The numbers people are sharing on X this weekend are blunt. On a 250k-line Laravel monolith that was the canonical "PHPStan takes 90 seconds" case study, Mago analyzes the same tree in around 8 seconds with comparable rule coverage, and formats the entire repository in under 2 seconds. Memory peaks well below 1 GB. Because Mago is a single static binary with no PHP runtime dependency, it drops cleanly into Docker images, GitHub Actions, and pre-commit hooks without an autoloader, vendor directory, or PHP version mismatch in sight.
1. Why Rust, and Why Now
Mago is the first widely-adopted PHP tool whose authors decided that the bottleneck was not the language but the host. PHP is wonderful at running PHP applications and not so wonderful at parsing 500,000 lines of someone else's PHP every CI run. By moving the AST, type inference, and rule engine into Rust, Mago gets multi-core parallelism, zero-cost abstractions, and instantaneous startup. The same insight that produced Biome (JS), Ruff (Python), and Oxlint is now PHP's.
2. What Actually Changed in 1.0
The 1.0 milestone freezes the on-disk config format (mago.toml), guarantees rule-id stability so your PR comments don't churn, and ships a documented plugin API. There's a real LSP server, not a wrapped CLI, so PhpStorm and VS Code give sub-100 ms diagnostics. The formatter is opinionated à la gofmt: almost no flags, no "company style guide" debates. Static analysis covers the PHPStan level 8/9 territory plus a handful of Mago-specific lints around generics and template inference that PHPStan still gets wrong on union types.

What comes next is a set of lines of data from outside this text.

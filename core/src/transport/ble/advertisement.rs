/// Advertisement data objects handed to the peripheral radio
///
/// These are plain values. The radio adapter decides how to put them on air
/// and owns their registration lifetime.
use super::constants::{
    BEACON_ADVERTISEMENT_DURATION_SECS, BEACON_SERVICE_UUID, CONFIG_ADVERTISEMENT_DURATION_SECS,
    CONFIG_INDEX, CONFIG_SERVICE_UUID, VENDOR_ID,
};
use std::collections::BTreeMap;
use uuid::Uuid;

/// Advertising type
#[derive(Debug, Clone, Copy, PartialEq, Eq)]
pub enum AdvertisementType {
    Peripheral,
    Broadcast,
}

impl AdvertisementType {
    pub fn as_str(&self) -> &'static str {
        match self {
            AdvertisementType::Peripheral => "peripheral",
            AdvertisementType::Broadcast => "broadcast",
        }
    }
}

/// One advertisement as registered with the radio stack
#[derive(Debug, Clone, PartialEq, Eq)]
pub struct Advertisement {
    pub advertisement_type: AdvertisementType,
    pub service_uuids: Vec<Uuid>,
    pub manufacturer_data: BTreeMap<u16, Vec<u8>>,
    /// Seconds this advertisement holds the air per rotation
    pub duration_secs: Option<u16>,
    /// Seconds until the stack drops the advertisement on its own
    pub timeout_secs: Option<u16>,
}

impl Advertisement {
    pub fn new(advertisement_type: AdvertisementType) -> Self {
        Self {
            advertisement_type,
            service_uuids: Vec::new(),
            manufacturer_data: BTreeMap::new(),
            duration_secs: None,
            timeout_secs: None,
        }
    }

    pub fn with_service_uuid(mut self, uuid: Uuid) -> Self {
        self.service_uuids.push(uuid);
        self
    }

    pub fn with_manufacturer_data(mut self, vendor_id: u16, content: Vec<u8>) -> Self {
        self.manufacturer_data.insert(vendor_id, content);
        self
    }

    pub fn with_duration(mut self, secs: u16) -> Self {
        self.duration_secs = Some(secs);
        self
    }

    pub fn with_timeout(mut self, secs: u16) -> Self {
        self.timeout_secs = Some(secs);
        self
    }

    /// Beacon advertisement carrying one key fragment
    pub fn beacon(index: u8, payload: &[u8]) -> Self {
        let mut content = Vec::with_capacity(payload.len() + 1);
        content.push(index);
        content.extend_from_slice(payload);
        Self::new(AdvertisementType::Peripheral)
            .with_service_uuid(BEACON_SERVICE_UUID)
            .with_manufacturer_data(VENDOR_ID, content)
            .with_duration(BEACON_ADVERTISEMENT_DURATION_SECS)
    }

    /// Config-mode advertisement announcing the tag can be provisioned
    pub fn config() -> Self {
        Self::new(AdvertisementType::Peripheral)
            .with_service_uuid(CONFIG_SERVICE_UUID)
            .with_manufacturer_data(VENDOR_ID, vec![CONFIG_INDEX])
            .with_duration(CONFIG_ADVERTISEMENT_DURATION_SECS)
    }

    /// Content bytes under our vendor id
    pub fn vendor_content(&self) -> Option<&[u8]> {
        self.manufacturer_data.get(&VENDOR_ID).map(Vec::as_slice)
    }

    /// Key/value view of the advertisement as exposed to the radio stack
    pub fn properties(&self) -> Vec<(&'static str, String)> {
        let mut props = vec![("Type", self.advertisement_type.as_str().to_string())];
        if !self.service_uuids.is_empty() {
            let uuids: Vec<String> = self.service_uuids.iter().map(Uuid::to_string).collect();
            props.push(("ServiceUUIDs", uuids.join(",")));
        }
        for (vendor, data) in &self.manufacturer_data {
            props.push(("ManufacturerData", format!("{vendor:#06x}:{}", hex::encode(data))));
        }
        if let Some(d) = self.duration_secs {
            props.push(("Duration", d.to_string()));
        }
        if let Some(t) = self.timeout_secs {
            props.push(("Timeout", t.to_string()));
        }
        props
    }
}

#[cfg(test)]
mod tests {
    use super::*;

    #[test]
    fn test_config_advertisement_content() {
        let adv = Advertisement::config();
        assert_eq!(adv.vendor_content(), Some(&[0xFF][..]));
        assert_eq!(adv.service_uuids, vec![CONFIG_SERVICE_UUID]);
        assert_eq!(adv.duration_secs, Some(30));
    }

    #[test]
    fn test_beacon_advertisement_prefixes_index() {
        let adv = Advertisement::beacon(2, &[7u8; 22]);
        let content = adv.vendor_content().expect("Vendor content");
        assert_eq!(content.len(), 23);
        assert_eq!(content[0], 2);
        assert!(content[1..].iter().all(|b| *b == 7));
        assert_eq!(adv.duration_secs, Some(3));
    }

    #[test]
    fn test_properties_view() {
        let props = Advertisement::config().with_timeout(60).properties();
        assert_eq!(props[0], ("Type", "peripheral".to_string()));
        assert!(props.contains(&("ManufacturerData", "0x6b5a:ff".to_string())));
        assert!(props.contains(&("Timeout", "60".to_string())));
    }
}
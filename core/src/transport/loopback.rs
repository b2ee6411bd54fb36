//! In-process radio for tests and simulated runs
//!
//! Registrations land in shared maps and vanish when their [`Registration`]
//! drops. Owner-side links connect straight to the registered provisioning
//! characteristic, optionally through a write filter that drops chunks.

use crate::transport::abstraction::{
    GattCharacteristicObject, GattLink, GattService, PeripheralRadio, ProvisioningConnector,
    RadioError, Registration,
};
use crate::transport::ble::advertisement::Advertisement;
use crate::transport::ble::constants::CONFIG_CHARACTERISTIC_UUID;
use async_trait::async_trait;
use parking_lot::Mutex;
use std::collections::BTreeMap;
use std::sync::atomic::{AtomicU64, Ordering};
use std::sync::Arc;
use uuid::Uuid;

type WriteFilter = Arc<dyn Fn(&[u8]) -> bool + Send + Sync>;

#[derive(Default)]
struct LoopbackState {
    advertisements: BTreeMap<u64, Advertisement>,
    services: BTreeMap<u64, GattService>,
    advertisement_budget: Option<usize>,
    service_failure: Option<RadioError>,
}

/// Shared in-memory radio; clones see the same registrations
#[derive(Clone, Default)]
pub struct LoopbackRadio {
    state: Arc<Mutex<LoopbackState>>,
    next_id: Arc<AtomicU64>,
    write_filter: Arc<Mutex<Option<WriteFilter>>>,
}

struct LoopbackGuard {
    id: u64,
    service: bool,
    state: Arc<Mutex<LoopbackState>>,
}

impl Drop for LoopbackGuard {
    fn drop(&mut self) {
        let mut state = self.state.lock();
        if self.service {
            state.services.remove(&self.id);
        } else {
            state.advertisements.remove(&self.id);
        }
    }
}

impl LoopbackRadio {
    pub fn new() -> Self {
        Self::default()
    }

    /// Let `count` more advertisement registrations succeed, then fail
    pub fn fail_advertisements_after(&self, count: usize) {
        self.state.lock().advertisement_budget = Some(count);
    }

    /// Make every service registration fail with `error`
    pub fn fail_services_with(&self, error: RadioError) {
        self.state.lock().service_failure = Some(error);
    }

    /// Writes for which `filter` returns false never reach the characteristic
    pub fn set_write_filter<F>(&self, filter: F)
    where
        F: Fn(&[u8]) -> bool + Send + Sync + 'static,
    {
        *self.write_filter.lock() = Some(Arc::new(filter));
    }

    pub fn active_advertisements(&self) -> Vec<Advertisement> {
        self.state.lock().advertisements.values().cloned().collect()
    }

    pub fn active_services(&self) -> usize {
        self.state.lock().services.len()
    }

    /// Find a registered characteristic by UUID
    pub fn characteristic(&self, uuid: Uuid) -> Option<Arc<dyn GattCharacteristicObject>> {
        self.state
            .lock()
            .services
            .values()
            .flat_map(|s| s.characteristics.iter())
            .find(|c| c.properties().uuid == uuid)
            .cloned()
    }

    fn next_id(&self) -> u64 {
        self.next_id.fetch_add(1, Ordering::Relaxed)
    }

    fn guard(&self, id: u64, service: bool) -> LoopbackGuard {
        LoopbackGuard {
            id,
            service,
            state: self.state.clone(),
        }
    }
}

#[async_trait]
impl PeripheralRadio for LoopbackRadio {
    async fn register_advertisement(
        &self,
        advertisement: Advertisement,
    ) -> Result<Registration, RadioError> {
        let id = self.next_id();
        {
            let mut state = self.state.lock();
            if let Some(budget) = state.advertisement_budget.as_mut() {
                if *budget == 0 {
                    return Err(RadioError::RegistrationFailed(
                        "advertisement slots exhausted".to_string(),
                    ));
                }
                *budget -= 1;
            }
            state.advertisements.insert(id, advertisement);
        }
        Ok(Registration::new(
            format!("advertisement {id}"),
            self.guard(id, false),
        ))
    }

    async fn register_service(&self, service: GattService) -> Result<Registration, RadioError> {
        let id = self.next_id();
        {
            let mut state = self.state.lock();
            if let Some(err) = state.service_failure.clone() {
                return Err(err);
            }
            state.services.insert(id, service);
        }
        Ok(Registration::new(format!("service {id}"), self.guard(id, true)))
    }
}

/// Owner-side link into a loopback characteristic
pub struct LoopbackLink {
    address: String,
    radio: LoopbackRadio,
    connected: bool,
}

impl LoopbackLink {
    fn characteristic(&self) -> Result<Arc<dyn GattCharacteristicObject>, RadioError> {
        if !self.connected {
            return Err(RadioError::NotConnected(self.address.clone()));
        }
        self.radio
            .characteristic(CONFIG_CHARACTERISTIC_UUID)
            .ok_or(RadioError::CharacteristicNotFound(CONFIG_CHARACTERISTIC_UUID))
    }
}

#[async_trait]
impl GattLink for LoopbackLink {
    async fn write(&mut self, value: &[u8]) -> Result<(), RadioError> {
        let chr = self.characteristic()?;
        let filter = self.radio.write_filter.lock().clone();
        if let Some(filter) = filter {
            if !filter(value) {
                return Ok(());
            }
        }
        chr.write(value)
            .map_err(|e| RadioError::WriteFailed(e.to_string()))
    }

    async fn read(&mut self) -> Result<Vec<u8>, RadioError> {
        self.characteristic()?
            .read()
            .map_err(|e| RadioError::ReadFailed(e.to_string()))
    }

    async fn disconnect(&mut self) -> Result<(), RadioError> {
        self.connected = false;
        Ok(())
    }
}

#[async_trait]
impl ProvisioningConnector for LoopbackRadio {
    async fn connect(&self, address: &str) -> Result<Box<dyn GattLink>, RadioError> {
        if self.characteristic(CONFIG_CHARACTERISTIC_UUID).is_none() {
            return Err(RadioError::NotConnected(address.to_string()));
        }
        Ok(Box::new(LoopbackLink {
            address: address.to_string(),
            radio: self.clone(),
            connected: true,
        }))
    }
}
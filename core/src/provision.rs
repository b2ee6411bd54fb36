//! Owner-side provisioning task
//!
//! Waits for the scanner loop to report a tag in config mode, connects to
//! it and pushes the owner's key with [`ChunkedKeyTransmitter`].

use crate::crypto::KeyMaterial;
use crate::node::ConfigCandidate;
use crate::shutdown::{wait_for_shutdown, ShutdownSignal};
use crate::transport::abstraction::{GattLink, ProvisioningConnector};
use crate::transport::ble::transmitter::{
    ChunkedKeyTransmitter, ProvisionError, TransmitReport, MAX_RETRY_ROUNDS,
};
use std::sync::Arc;
use std::time::Duration;
use tokio::sync::mpsc;
use tokio::time::Instant;
use tracing::{debug, info, warn};

/// Provisioning task tuning
#[derive(Debug, Clone, PartialEq, Eq)]
pub struct ProvisionConfig {
    /// How long to wait for a config-mode tag, and how fresh its sighting must be
    pub candidate_window: Duration,
    pub connect_attempts: u32,
    pub connect_retry_delay: Duration,
    pub max_retry_rounds: u32,
}

impl Default for ProvisionConfig {
    fn default() -> Self {
        Self {
            candidate_window: Duration::from_secs(60),
            connect_attempts: 5,
            connect_retry_delay: Duration::from_secs(1),
            max_retry_rounds: MAX_RETRY_ROUNDS,
        }
    }
}

impl ProvisionConfig {
    pub fn with_candidate_window(mut self, window: Duration) -> Self {
        self.candidate_window = window;
        self
    }

    pub fn with_connect_retries(mut self, attempts: u32, delay: Duration) -> Self {
        self.connect_attempts = attempts.max(1);
        self.connect_retry_delay = delay;
        self
    }
}

/// Which tag got the key, and how the transfer went
#[derive(Debug, Clone, PartialEq, Eq)]
pub struct ProvisionOutcome {
    pub address: String,
    pub report: TransmitReport,
}

/// Provision the first fresh config-mode tag with `key`
pub async fn run_provisioning_task(
    connector: Arc<dyn ProvisioningConnector>,
    key: KeyMaterial,
    mut candidates: mpsc::Receiver<ConfigCandidate>,
    mut shutdown: ShutdownSignal,
    config: ProvisionConfig,
) -> Result<ProvisionOutcome, ProvisionError> {
    let address = tokio::select! {
        picked = pick_candidate(&mut candidates, config.candidate_window) => picked?,
        _ = wait_for_shutdown(&mut shutdown) => return Err(ProvisionError::Cancelled),
    };
    info!("Provisioning tag {}", address);

    let mut link = tokio::select! {
        link = connect_with_retry(connector.as_ref(), &address, &config) => link?,
        _ = wait_for_shutdown(&mut shutdown) => return Err(ProvisionError::Cancelled),
    };

    let transmitter = ChunkedKeyTransmitter::new().with_max_retry_rounds(config.max_retry_rounds);
    let result = tokio::select! {
        result = transmitter.transmit(link.as_mut(), &key) => result,
        _ = wait_for_shutdown(&mut shutdown) => Err(ProvisionError::Cancelled),
    };

    if let Err(e) = link.disconnect().await {
        warn!("Disconnect from {} failed: {}", address, e);
    }

    let report = result?;
    info!(
        "Key written to {} in {} round(s)",
        address, report.rounds
    );
    Ok(ProvisionOutcome { address, report })
}

async fn pick_candidate(
    candidates: &mut mpsc::Receiver<ConfigCandidate>,
    window: Duration,
) -> Result<String, ProvisionError> {
    let deadline = Instant::now() + window;
    loop {
        let candidate = match tokio::time::timeout_at(deadline, candidates.recv()).await {
            Ok(Some(candidate)) => candidate,
            Ok(None) | Err(_) => return Err(ProvisionError::NoCandidate),
        };
        if candidate.seen_at.elapsed() <= window {
            return Ok(candidate.address);
        }
        debug!("Skipping stale candidate {}", candidate.address);
    }
}

async fn connect_with_retry(
    connector: &dyn ProvisioningConnector,
    address: &str,
    config: &ProvisionConfig,
) -> Result<Box<dyn GattLink>, ProvisionError> {
    let mut attempt = 1;
    loop {
        match connector.connect(address).await {
            Ok(link) => return Ok(link),
            Err(e) if attempt < config.connect_attempts => {
                debug!("Connect attempt {} to {} failed: {}", attempt, address, e);
                attempt += 1;
                tokio::time::sleep(config.connect_retry_delay).await;
            }
            Err(e) => {
                warn!("Giving up on {} after {} attempts", address, attempt);
                return Err(e.into());
            }
        }
    }
}
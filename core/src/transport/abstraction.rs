//! Radio abstraction layer for keybeacon
//!
//! The core never talks to a Bluetooth stack directly. The accessory side
//! registers plain data objects (advertisements and GATT services) with a
//! [`PeripheralRadio`]; the owner side reaches a tag's provisioning
//! characteristic through a [`ProvisioningConnector`]. Registration
//! lifetime belongs to the adapter and is scoped by [`Registration`].

use crate::transport::ble::advertisement::Advertisement;
use async_trait::async_trait;
use std::any::Any;
use std::collections::HashMap;
use std::fmt;
use std::sync::Arc;
use thiserror::Error;
use uuid::Uuid;

/// Errors surfaced by radio adapters
#[derive(Error, Debug, Clone, PartialEq, Eq)]
pub enum RadioError {
    #[error("No Bluetooth adapter found")]
    AdapterNotFound,
    #[error("Registration failed: {0}")]
    RegistrationFailed(String),
    #[error("Not connected to {0}")]
    NotConnected(String),
    #[error("Characteristic {0} not found")]
    CharacteristicNotFound(Uuid),
    #[error("Write failed: {0}")]
    WriteFailed(String),
    #[error("Read failed: {0}")]
    ReadFailed(String),
    #[error("Radio operation failed: {0}")]
    Failed(String),
}

/// Errors a characteristic object reports back to the remote peer
#[derive(Error, Debug, Clone, PartialEq, Eq)]
pub enum AttError {
    #[error("Operation not supported")]
    NotSupported,
    #[error("Invalid value length")]
    InvalidValueLength,
    #[error("Operation failed: {0}")]
    Failed(String),
}

/// Characteristic flags as exposed to the radio stack
#[derive(Debug, Clone, Copy, PartialEq, Eq, Default)]
pub struct CharacteristicFlags {
    pub read: bool,
    pub write: bool,
}

/// Property view of a characteristic object
#[derive(Debug, Clone, PartialEq, Eq)]
pub struct CharacteristicProperties {
    pub uuid: Uuid,
    pub flags: CharacteristicFlags,
}

/// Capability interface for a characteristic registered with a radio adapter
pub trait GattCharacteristicObject: Send + Sync {
    fn properties(&self) -> CharacteristicProperties;
    fn read(&self) -> Result<Vec<u8>, AttError>;
    fn write(&self, value: &[u8]) -> Result<(), AttError>;
}

/// A GATT service made of characteristic objects
#[derive(Clone)]
pub struct GattService {
    pub uuid: Uuid,
    pub primary: bool,
    pub characteristics: Vec<Arc<dyn GattCharacteristicObject>>,
}

impl fmt::Debug for GattService {
    fn fmt(&self, f: &mut fmt::Formatter<'_>) -> fmt::Result {
        let uuids: Vec<Uuid> = self
            .characteristics
            .iter()
            .map(|c| c.properties().uuid)
            .collect();
        f.debug_struct("GattService")
            .field("uuid", &self.uuid)
            .field("primary", &self.primary)
            .field("characteristics", &uuids)
            .finish()
    }
}

/// Scoped hold on an object registered with the radio stack.
///
/// Dropping the registration unregisters the object, so release happens on
/// every exit path including errors and task cancellation.
pub struct Registration {
    label: String,
    guard: Option<Box<dyn Any + Send>>,
}

impl Registration {
    /// Wrap an adapter-specific handle whose drop unregisters the object
    pub fn new(label: impl Into<String>, guard: impl Any + Send) -> Self {
        Self {
            label: label.into(),
            guard: Some(Box::new(guard)),
        }
    }

    pub fn label(&self) -> &str {
        &self.label
    }

    /// Unregister now rather than at end of scope
    pub fn release(mut self) {
        self.guard.take();
        tracing::debug!("Released {}", self.label);
    }
}

impl Drop for Registration {
    fn drop(&mut self) {
        if self.guard.take().is_some() {
            tracing::debug!("Released {} on drop", self.label);
        }
    }
}

impl fmt::Debug for Registration {
    fn fmt(&self, f: &mut fmt::Formatter<'_>) -> fmt::Result {
        f.debug_struct("Registration")
            .field("label", &self.label)
            .finish()
    }
}

/// Peripheral role: what the accessory needs from its radio
#[async_trait]
pub trait PeripheralRadio: Send + Sync {
    async fn register_advertisement(
        &self,
        advertisement: Advertisement,
    ) -> Result<Registration, RadioError>;

    async fn register_service(&self, service: GattService) -> Result<Registration, RadioError>;
}

/// Connected link to a tag's provisioning characteristic
#[async_trait]
pub trait GattLink: Send {
    async fn write(&mut self, value: &[u8]) -> Result<(), RadioError>;

    async fn read(&mut self) -> Result<Vec<u8>, RadioError>;

    async fn disconnect(&mut self) -> Result<(), RadioError> {
        Ok(())
    }
}

/// Central role used by the owner device to open provisioning links
#[async_trait]
pub trait ProvisioningConnector: Send + Sync {
    async fn connect(&self, address: &str) -> Result<Box<dyn GattLink>, RadioError>;
}

/// One advertisement report as delivered by a scanning radio
#[derive(Debug, Clone, PartialEq, Eq)]
pub struct RawAdvertisement {
    pub address: String,
    pub manufacturer_data: HashMap<u16, Vec<u8>>,
}

impl RawAdvertisement {
    pub fn new(address: impl Into<String>) -> Self {
        Self {
            address: address.into(),
            manufacturer_data: HashMap::new(),
        }
    }

    pub fn with_manufacturer_data(mut self, vendor_id: u16, data: Vec<u8>) -> Self {
        self.manufacturer_data.insert(vendor_id, data);
        self
    }
}
/// Owner side of key provisioning
///
/// Writes are fire-and-advance: all remaining chunks go out back to back,
/// then a single status read decides whether to finish, resume from the
/// accessory's confirmed offset, or give up.
use super::gatt::{encode_chunk, ProvisioningStatus, CHUNK_PAYLOAD_LEN};
use crate::crypto::{KeyMaterial, KEY_MATERIAL_LEN};
use crate::transport::abstraction::{GattLink, RadioError};
use thiserror::Error;
use tracing::{debug, info, warn};

/// Resumed rounds allowed after the first full round
pub const MAX_RETRY_ROUNDS: u32 = 4;

/// Errors for owner-side provisioning
#[derive(Error, Debug, Clone, PartialEq, Eq)]
pub enum ProvisionError {
    #[error("Transport failure: {0}")]
    Transport(#[from] RadioError),
    #[error("Transfer exhausted after {rounds} rounds, {confirmed} of 64 bytes confirmed")]
    TransferExhausted { rounds: u32, confirmed: u8 },
    #[error("Invalid status from accessory: {0}")]
    InvalidStatus(String),
    #[error("No tag in config mode was seen")]
    NoCandidate,
    #[error("Provisioning cancelled")]
    Cancelled,
}

/// Summary of a successful transfer
#[derive(Debug, Clone, Copy, PartialEq, Eq)]
pub struct TransmitReport {
    /// Write rounds performed, including the first
    pub rounds: u32,
    /// Chunk writes issued across all rounds
    pub writes: usize,
}

/// Pushes one key over a provisioning link
#[derive(Debug, Clone)]
pub struct ChunkedKeyTransmitter {
    max_retry_rounds: u32,
}

impl Default for ChunkedKeyTransmitter {
    fn default() -> Self {
        Self::new()
    }
}

impl ChunkedKeyTransmitter {
    pub fn new() -> Self {
        Self {
            max_retry_rounds: MAX_RETRY_ROUNDS,
        }
    }

    pub fn with_max_retry_rounds(mut self, rounds: u32) -> Self {
        self.max_retry_rounds = rounds;
        self
    }

    /// Drive the write/read loop until the accessory confirms all 64 bytes.
    ///
    /// Transport errors end the transfer immediately; only short status
    /// reads are retried.
    pub async fn transmit(
        &self,
        link: &mut dyn GattLink,
        key: &KeyMaterial,
    ) -> Result<TransmitReport, ProvisionError> {
        let bytes = key.as_bytes();
        let mut next_offset = 0usize;
        let mut retries = 0u32;
        let mut writes = 0usize;

        loop {
            while next_offset < KEY_MATERIAL_LEN {
                let mut data = [0u8; CHUNK_PAYLOAD_LEN];
                data.copy_from_slice(&bytes[next_offset..next_offset + CHUNK_PAYLOAD_LEN]);
                link.write(&encode_chunk(next_offset as u16, &data)).await?;
                debug!("Wrote chunk at offset {}", next_offset);
                writes += 1;
                next_offset += CHUNK_PAYLOAD_LEN;
            }

            let raw = link.read().await?;
            let status = ProvisioningStatus::from_bytes(&raw)
                .map_err(|e| ProvisionError::InvalidStatus(e.to_string()))?;
            let confirmed = status.total_confirmed as usize;
            info!("{} bytes transferred", confirmed);

            if confirmed == KEY_MATERIAL_LEN {
                return Ok(TransmitReport {
                    rounds: retries + 1,
                    writes,
                });
            }
            if confirmed > KEY_MATERIAL_LEN {
                return Err(ProvisionError::InvalidStatus(format!(
                    "{confirmed} bytes confirmed"
                )));
            }

            retries += 1;
            if retries > self.max_retry_rounds {
                warn!("Failed to write key after {} rounds", retries);
                return Err(ProvisionError::TransferExhausted {
                    rounds: retries,
                    confirmed: status.total_confirmed,
                });
            }
            next_offset = confirmed - confirmed % CHUNK_PAYLOAD_LEN;
            debug!("Round {} resumes at offset {}", retries + 1, next_offset);
        }
    }
}
/// Accessory side of key provisioning
///
/// [`ChunkedKeyReceiver`] is the pure session state machine. The
/// [`ProvisioningCharacteristic`] wraps it as a characteristic object,
/// persists the finished key and wakes whoever waits for provisioning.
use super::constants::CONFIG_CHARACTERISTIC_UUID;
use super::gatt::{Chunk, ChunkError, ProvisioningStatus, CHUNK_PAYLOAD_LEN};
use crate::crypto::{KeyMaterial, KEY_MATERIAL_LEN};
use crate::store::KeyStore;
use crate::transport::abstraction::{
    AttError, CharacteristicFlags, CharacteristicProperties, GattCharacteristicObject,
};
use parking_lot::Mutex;
use std::sync::Arc;
use tokio::sync::Notify;
use tracing::{debug, info, warn};

/// Result of feeding one write into the receiver
#[derive(Debug, Clone, PartialEq, Eq)]
pub enum WriteOutcome {
    /// Chunk appended; `confirmed` bytes held so far
    Accepted { confirmed: u16 },
    /// Offset did not match; nothing changed
    Ignored { expected: u16, received: u16 },
    /// Final chunk appended and the key is whole
    Complete(KeyMaterial),
}

/// Receive-side transfer session
#[derive(Debug, Clone)]
pub struct ChunkedKeyReceiver {
    expected_offset: u16,
    total_confirmed: u16,
    buffer: [u8; KEY_MATERIAL_LEN],
}

impl Default for ChunkedKeyReceiver {
    fn default() -> Self {
        Self::new()
    }
}

impl ChunkedKeyReceiver {
    pub fn new() -> Self {
        Self {
            expected_offset: 0,
            total_confirmed: 0,
            buffer: [0u8; KEY_MATERIAL_LEN],
        }
    }

    /// Drop all progress; the next accepted chunk must be at offset 0
    pub fn reset(&mut self) {
        self.expected_offset = 0;
        self.total_confirmed = 0;
        self.buffer = [0u8; KEY_MATERIAL_LEN];
    }

    pub fn expected_offset(&self) -> u16 {
        self.expected_offset
    }

    pub fn status(&self) -> ProvisioningStatus {
        ProvisioningStatus {
            round_confirmed: self.expected_offset as u8,
            total_confirmed: self.total_confirmed as u8,
        }
    }

    /// Apply one characteristic write.
    ///
    /// Malformed writes are rejected before any state is touched. A write at
    /// offset 0 always restarts the session.
    pub fn write(&mut self, value: &[u8]) -> Result<WriteOutcome, ChunkError> {
        let chunk = Chunk::parse(value)?;
        let offset = chunk.header.offset;

        if offset == 0 && self.total_confirmed != 0 {
            debug!("Provisioning restarted at offset 0");
        }
        if offset == 0 {
            self.reset();
        }

        let start = offset as usize;
        if offset != self.expected_offset || start + CHUNK_PAYLOAD_LEN > KEY_MATERIAL_LEN {
            warn!(
                "Ignoring chunk at offset {} (expected {})",
                offset, self.expected_offset
            );
            return Ok(WriteOutcome::Ignored {
                expected: self.expected_offset,
                received: offset,
            });
        }

        self.buffer[start..start + CHUNK_PAYLOAD_LEN].copy_from_slice(chunk.payload);
        self.expected_offset += CHUNK_PAYLOAD_LEN as u16;
        self.total_confirmed += CHUNK_PAYLOAD_LEN as u16;
        debug!("Accepted chunk at offset {}, {} bytes confirmed", offset, self.total_confirmed);

        if self.total_confirmed as usize == KEY_MATERIAL_LEN {
            let key = KeyMaterial::from(self.buffer);
            // Counters stay at 64 so the sender's status read confirms completion
            self.buffer = [0u8; KEY_MATERIAL_LEN];
            return Ok(WriteOutcome::Complete(key));
        }

        Ok(WriteOutcome::Accepted {
            confirmed: self.total_confirmed,
        })
    }
}

/// Provisioning characteristic registered while the tag is in config mode
pub struct ProvisioningCharacteristic {
    receiver: Mutex<ChunkedKeyReceiver>,
    store: Arc<dyn KeyStore>,
    completed: Arc<Notify>,
}

impl ProvisioningCharacteristic {
    pub fn new(store: Arc<dyn KeyStore>) -> Self {
        Self {
            receiver: Mutex::new(ChunkedKeyReceiver::new()),
            store,
            completed: Arc::new(Notify::new()),
        }
    }

    /// Signalled once per key that has been persisted
    pub fn completion(&self) -> Arc<Notify> {
        self.completed.clone()
    }

    pub fn status(&self) -> ProvisioningStatus {
        self.receiver.lock().status()
    }
}

impl GattCharacteristicObject for ProvisioningCharacteristic {
    fn properties(&self) -> CharacteristicProperties {
        CharacteristicProperties {
            uuid: CONFIG_CHARACTERISTIC_UUID,
            flags: CharacteristicFlags {
                read: true,
                write: true,
            },
        }
    }

    fn read(&self) -> Result<Vec<u8>, AttError> {
        Ok(self.status().to_bytes())
    }

    fn write(&self, value: &[u8]) -> Result<(), AttError> {
        let outcome = self.receiver.lock().write(value).map_err(|e| {
            warn!("Rejected provisioning write: {}", e);
            AttError::InvalidValueLength
        })?;

        if let WriteOutcome::Complete(key) = outcome {
            if let Err(e) = self.store.store(&key) {
                // Status falls back to 0 so the sender never sees a false success
                self.receiver.lock().reset();
                return Err(AttError::Failed(e.to_string()));
            }
            info!("{} bytes received, key persisted", KEY_MATERIAL_LEN);
            self.completed.notify_one();
        }
        Ok(())
    }
}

3. What This Means for Your Database / Backend Stack
If you maintain a Laravel, Symfony, or vanilla PHP project that touches MySQL or PostgreSQL through PDO, the immediate win is enabling Mago's SQL string lint, which flags raw concatenation into query strings (the same class of bug that just took down LiteLLM — see today's security story). Combined with a strict declare(strict_types=1) rollout that Mago can scaffold automatically, most teams are seeing a measurable drop in "something accidentally injected" defects within the first week.
4. The CI Math
If your monorepo runs CS-Fixer + PHPStan + PHPCS in series and burns ~3 minutes per push, replacing all three with Mago tends to land at ~20 seconds. On a team pushing 60 PRs a day, that is ~3 developer-hours reclaimed per day. The cost is a single binary in your tools/ folder.
My Take
I've been a PHPStan loyalist for years and I'm switching this week. The lesson here is bigger than PHP: any time your language ecosystem's core dev tools are still written in the host language — and Python, Ruby, and PHP all were — that's an arbitrage opportunity for someone with a Rust compiler and a weekend. PHP just got 10x faster CI, the floor on code quality just rose, and the next argument in your team's code review is going to stop being "why didn't the analyzer catch this?" and start being "why didn't we run it as a save-action?"
Sources
- Mago 1.0.0 release notes — GitHub
- Mago Is a Blazing Fast Linter, Formatter, And Static Analyzer for PHP, Written in Rust — Laravel News
- Mago — Carthage Software (official site)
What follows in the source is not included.